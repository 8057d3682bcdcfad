use actix_web::web;

use crate::error::AppError;
use crate::errors::ErrorCode;

pub mod players;
pub mod sessions;

/// Register every route on `cfg`.
///
/// `main.rs` and the route tests share this so both exercise the same paths.
pub fn configure(cfg: &mut web::ServiceConfig) {
    cfg.app_data(json_config())
        .configure(crate::health::configure_routes)
        .service(web::scope("/api/channels").configure(sessions::configure_routes))
        .service(web::scope("/api/players").configure(players::configure_routes));
}

/// Malformed JSON bodies become problem+json 400s instead of actix's plain text.
fn json_config() -> web::JsonConfig {
    web::JsonConfig::default().error_handler(|err, _req| {
        AppError::bad_request(ErrorCode::BadRequest, format!("Invalid request body: {err}")).into()
    })
}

— Your task —
Repeat the data above starting at the line with "pub fn configure(cfg: &mut" and ending at its last line, exactly, with no other lines.

— Exercise solution —
pub fn configure(cfg: &mut web::ServiceConfig) {
    cfg.app_data(json_config())
        .configure(crate::health::configure_routes)
        .service(web::scope("/api/channels").configure(sessions::configure_routes))
        .service(web::scope("/api/players").configure(players::configure_routes));
}

/// Malformed JSON bodies become problem+json 400s instead of actix's plain text.
fn json_config() -> web::JsonConfig {
    web::JsonConfig::default().error_handler(|err, _req| {
        AppError::bad_request(ErrorCode::BadRequest, format!("Invalid request body: {err}")).into()
    })
}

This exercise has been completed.